Task description:
Every line with the string "ReminderSlotRaw" must be copied from the entries below.

Supplied data Block Start

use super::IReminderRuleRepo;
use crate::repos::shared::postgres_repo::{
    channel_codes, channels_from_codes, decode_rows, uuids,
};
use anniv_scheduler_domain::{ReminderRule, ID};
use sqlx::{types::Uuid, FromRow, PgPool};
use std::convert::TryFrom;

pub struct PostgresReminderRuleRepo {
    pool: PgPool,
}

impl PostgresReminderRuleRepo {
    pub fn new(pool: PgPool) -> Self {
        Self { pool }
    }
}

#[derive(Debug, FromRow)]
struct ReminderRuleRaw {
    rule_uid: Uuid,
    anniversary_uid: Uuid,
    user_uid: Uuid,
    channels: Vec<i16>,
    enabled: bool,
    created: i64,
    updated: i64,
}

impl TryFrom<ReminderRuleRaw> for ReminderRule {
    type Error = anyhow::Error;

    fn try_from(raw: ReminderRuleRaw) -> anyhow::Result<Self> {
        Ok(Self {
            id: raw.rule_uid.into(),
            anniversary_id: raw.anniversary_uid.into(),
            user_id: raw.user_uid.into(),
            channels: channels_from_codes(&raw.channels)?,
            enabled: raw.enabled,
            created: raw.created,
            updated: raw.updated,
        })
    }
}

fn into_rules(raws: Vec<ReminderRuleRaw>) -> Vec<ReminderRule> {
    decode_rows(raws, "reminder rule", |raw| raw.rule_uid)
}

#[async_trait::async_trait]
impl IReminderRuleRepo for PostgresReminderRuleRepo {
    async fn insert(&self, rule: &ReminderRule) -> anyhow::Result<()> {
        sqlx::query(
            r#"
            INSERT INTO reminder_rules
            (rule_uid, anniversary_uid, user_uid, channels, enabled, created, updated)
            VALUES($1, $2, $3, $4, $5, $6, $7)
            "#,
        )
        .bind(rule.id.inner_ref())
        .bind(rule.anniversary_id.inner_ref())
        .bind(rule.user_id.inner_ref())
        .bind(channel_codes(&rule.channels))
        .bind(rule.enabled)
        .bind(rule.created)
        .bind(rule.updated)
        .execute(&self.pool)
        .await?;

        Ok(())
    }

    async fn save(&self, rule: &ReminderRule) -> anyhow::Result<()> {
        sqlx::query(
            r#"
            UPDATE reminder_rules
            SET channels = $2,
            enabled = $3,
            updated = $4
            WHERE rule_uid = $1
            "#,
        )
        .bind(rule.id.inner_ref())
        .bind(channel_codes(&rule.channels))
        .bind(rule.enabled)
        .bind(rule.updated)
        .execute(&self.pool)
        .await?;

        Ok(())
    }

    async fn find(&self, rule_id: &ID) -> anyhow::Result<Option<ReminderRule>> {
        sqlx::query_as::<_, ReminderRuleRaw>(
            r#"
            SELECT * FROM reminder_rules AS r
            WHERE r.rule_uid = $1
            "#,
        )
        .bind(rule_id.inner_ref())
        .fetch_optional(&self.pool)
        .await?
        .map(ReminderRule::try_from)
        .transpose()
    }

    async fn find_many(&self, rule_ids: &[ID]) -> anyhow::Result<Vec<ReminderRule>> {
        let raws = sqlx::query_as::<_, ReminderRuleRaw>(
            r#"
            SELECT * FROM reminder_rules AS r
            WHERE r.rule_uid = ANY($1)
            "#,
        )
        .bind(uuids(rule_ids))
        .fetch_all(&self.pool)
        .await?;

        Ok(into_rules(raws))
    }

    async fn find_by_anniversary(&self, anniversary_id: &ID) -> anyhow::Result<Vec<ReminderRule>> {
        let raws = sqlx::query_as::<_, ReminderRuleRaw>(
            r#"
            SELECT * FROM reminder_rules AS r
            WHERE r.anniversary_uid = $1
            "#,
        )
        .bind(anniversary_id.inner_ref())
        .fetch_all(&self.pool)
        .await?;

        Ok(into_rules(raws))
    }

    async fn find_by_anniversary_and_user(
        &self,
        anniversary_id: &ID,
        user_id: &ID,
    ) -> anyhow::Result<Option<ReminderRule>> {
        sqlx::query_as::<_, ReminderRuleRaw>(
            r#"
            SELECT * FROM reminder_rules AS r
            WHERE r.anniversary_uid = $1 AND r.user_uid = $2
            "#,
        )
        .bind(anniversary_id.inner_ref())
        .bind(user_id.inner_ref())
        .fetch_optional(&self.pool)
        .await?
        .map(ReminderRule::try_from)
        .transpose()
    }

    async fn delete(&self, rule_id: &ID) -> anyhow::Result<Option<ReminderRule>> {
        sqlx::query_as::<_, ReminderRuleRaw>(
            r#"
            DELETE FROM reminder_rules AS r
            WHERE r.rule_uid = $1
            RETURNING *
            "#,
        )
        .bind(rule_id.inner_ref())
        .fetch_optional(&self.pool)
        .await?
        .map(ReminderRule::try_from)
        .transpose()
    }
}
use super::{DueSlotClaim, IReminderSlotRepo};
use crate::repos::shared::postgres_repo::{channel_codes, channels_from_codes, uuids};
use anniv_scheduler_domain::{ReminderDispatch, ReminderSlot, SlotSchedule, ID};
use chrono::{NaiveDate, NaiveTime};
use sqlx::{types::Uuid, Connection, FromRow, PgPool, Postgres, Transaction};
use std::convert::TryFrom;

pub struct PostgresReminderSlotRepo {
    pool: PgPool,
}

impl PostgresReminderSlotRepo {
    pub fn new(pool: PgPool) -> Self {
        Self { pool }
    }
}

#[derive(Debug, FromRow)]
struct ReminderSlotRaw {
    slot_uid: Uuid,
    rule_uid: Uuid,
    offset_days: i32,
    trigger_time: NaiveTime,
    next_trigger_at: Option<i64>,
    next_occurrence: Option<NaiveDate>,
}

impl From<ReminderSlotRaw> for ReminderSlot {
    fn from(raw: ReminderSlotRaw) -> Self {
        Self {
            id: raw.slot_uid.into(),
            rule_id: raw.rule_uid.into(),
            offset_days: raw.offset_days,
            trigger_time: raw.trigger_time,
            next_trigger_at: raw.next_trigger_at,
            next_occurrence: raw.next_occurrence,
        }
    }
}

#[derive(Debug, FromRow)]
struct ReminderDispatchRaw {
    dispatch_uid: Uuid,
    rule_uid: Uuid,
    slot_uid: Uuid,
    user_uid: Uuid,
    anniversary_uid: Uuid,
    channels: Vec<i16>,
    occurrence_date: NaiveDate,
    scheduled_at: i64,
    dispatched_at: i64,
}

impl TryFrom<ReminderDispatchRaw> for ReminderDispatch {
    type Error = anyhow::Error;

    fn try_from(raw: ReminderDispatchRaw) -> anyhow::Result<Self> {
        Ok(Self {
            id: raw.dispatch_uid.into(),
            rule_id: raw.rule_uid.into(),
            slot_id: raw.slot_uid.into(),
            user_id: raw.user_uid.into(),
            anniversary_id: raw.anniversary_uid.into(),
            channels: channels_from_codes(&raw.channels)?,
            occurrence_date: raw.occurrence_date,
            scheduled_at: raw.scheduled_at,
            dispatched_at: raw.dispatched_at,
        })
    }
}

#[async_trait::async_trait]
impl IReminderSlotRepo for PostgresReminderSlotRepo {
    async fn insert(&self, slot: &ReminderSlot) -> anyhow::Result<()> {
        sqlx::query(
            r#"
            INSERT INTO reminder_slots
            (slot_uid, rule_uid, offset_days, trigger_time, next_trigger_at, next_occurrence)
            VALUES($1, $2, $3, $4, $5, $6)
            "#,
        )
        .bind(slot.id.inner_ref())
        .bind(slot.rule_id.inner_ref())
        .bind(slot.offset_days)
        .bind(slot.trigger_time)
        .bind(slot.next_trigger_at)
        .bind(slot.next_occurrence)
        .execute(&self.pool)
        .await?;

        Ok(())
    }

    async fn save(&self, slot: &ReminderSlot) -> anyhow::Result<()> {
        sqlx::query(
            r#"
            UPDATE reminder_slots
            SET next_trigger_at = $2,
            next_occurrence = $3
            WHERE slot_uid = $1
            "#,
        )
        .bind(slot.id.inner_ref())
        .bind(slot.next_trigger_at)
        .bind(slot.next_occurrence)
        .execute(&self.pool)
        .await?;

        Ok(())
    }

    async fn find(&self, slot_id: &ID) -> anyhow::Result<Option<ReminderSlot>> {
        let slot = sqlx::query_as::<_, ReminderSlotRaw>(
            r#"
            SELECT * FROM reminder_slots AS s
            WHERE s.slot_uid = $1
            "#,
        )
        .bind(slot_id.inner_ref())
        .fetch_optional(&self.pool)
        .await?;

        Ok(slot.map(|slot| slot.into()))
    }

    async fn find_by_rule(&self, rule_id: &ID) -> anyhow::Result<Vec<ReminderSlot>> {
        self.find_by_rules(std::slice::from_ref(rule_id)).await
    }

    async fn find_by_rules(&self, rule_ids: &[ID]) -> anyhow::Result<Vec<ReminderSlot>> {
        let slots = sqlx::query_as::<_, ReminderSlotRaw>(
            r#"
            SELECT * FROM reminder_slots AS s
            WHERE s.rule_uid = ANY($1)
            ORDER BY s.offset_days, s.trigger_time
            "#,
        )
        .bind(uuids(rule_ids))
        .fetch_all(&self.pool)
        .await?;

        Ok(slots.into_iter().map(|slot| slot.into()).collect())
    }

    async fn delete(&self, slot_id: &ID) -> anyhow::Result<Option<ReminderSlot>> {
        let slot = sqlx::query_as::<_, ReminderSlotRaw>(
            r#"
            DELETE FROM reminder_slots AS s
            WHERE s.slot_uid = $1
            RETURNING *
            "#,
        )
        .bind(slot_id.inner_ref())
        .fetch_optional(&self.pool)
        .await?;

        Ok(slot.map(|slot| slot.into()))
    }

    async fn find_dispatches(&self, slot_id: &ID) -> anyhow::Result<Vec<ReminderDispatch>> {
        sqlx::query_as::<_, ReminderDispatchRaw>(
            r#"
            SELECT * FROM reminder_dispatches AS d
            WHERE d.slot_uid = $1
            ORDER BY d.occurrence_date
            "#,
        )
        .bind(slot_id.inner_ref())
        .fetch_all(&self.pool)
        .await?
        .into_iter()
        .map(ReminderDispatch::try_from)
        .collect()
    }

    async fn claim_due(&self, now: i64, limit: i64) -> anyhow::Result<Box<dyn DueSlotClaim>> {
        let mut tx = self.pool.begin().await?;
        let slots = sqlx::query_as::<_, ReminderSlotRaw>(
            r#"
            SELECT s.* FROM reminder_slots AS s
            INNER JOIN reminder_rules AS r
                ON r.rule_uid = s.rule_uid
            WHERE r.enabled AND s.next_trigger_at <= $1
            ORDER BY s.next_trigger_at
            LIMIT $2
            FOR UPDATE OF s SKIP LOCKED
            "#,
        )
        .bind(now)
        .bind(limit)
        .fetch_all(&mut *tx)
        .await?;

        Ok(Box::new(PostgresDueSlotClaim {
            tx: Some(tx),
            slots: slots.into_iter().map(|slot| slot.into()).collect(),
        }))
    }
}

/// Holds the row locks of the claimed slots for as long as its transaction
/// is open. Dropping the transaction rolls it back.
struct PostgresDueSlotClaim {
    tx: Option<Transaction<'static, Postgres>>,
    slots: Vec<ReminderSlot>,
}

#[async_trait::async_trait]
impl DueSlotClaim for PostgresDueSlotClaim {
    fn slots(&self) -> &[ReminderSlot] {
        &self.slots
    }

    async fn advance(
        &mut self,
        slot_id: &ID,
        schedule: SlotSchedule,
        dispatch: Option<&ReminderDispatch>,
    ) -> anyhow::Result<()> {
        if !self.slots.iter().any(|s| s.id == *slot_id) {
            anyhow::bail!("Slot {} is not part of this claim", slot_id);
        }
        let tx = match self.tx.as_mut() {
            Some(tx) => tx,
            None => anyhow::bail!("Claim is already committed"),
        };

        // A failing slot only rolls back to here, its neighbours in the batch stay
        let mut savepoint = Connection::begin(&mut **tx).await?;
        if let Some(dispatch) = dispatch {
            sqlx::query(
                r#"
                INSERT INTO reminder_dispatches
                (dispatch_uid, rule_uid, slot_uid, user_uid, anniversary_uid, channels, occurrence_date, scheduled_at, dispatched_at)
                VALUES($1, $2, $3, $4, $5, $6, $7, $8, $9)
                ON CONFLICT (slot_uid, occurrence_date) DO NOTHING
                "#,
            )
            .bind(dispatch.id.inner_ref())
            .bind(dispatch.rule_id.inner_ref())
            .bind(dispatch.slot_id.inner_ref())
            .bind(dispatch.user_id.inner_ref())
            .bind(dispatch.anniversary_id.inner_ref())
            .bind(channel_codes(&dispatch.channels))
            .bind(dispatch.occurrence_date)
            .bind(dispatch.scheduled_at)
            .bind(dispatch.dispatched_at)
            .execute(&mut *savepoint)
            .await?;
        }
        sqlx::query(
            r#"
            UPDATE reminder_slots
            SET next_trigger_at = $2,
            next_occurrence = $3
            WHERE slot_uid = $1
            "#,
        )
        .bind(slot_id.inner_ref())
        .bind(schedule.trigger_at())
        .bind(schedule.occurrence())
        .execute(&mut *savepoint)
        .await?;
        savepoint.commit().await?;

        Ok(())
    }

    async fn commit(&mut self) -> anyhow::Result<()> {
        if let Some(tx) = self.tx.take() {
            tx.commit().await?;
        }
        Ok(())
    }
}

Supplied data Block End

Solution:
struct ReminderSlotRaw {
impl From<ReminderSlotRaw> for ReminderSlot {
    fn from(raw: ReminderSlotRaw) -> Self {
        let slot = sqlx::query_as::<_, ReminderSlotRaw>(
        let slots = sqlx::query_as::<_, ReminderSlotRaw>(
        let slot = sqlx::query_as::<_, ReminderSlotRaw>(
        let slots = sqlx::query_as::<_, ReminderSlotRaw>(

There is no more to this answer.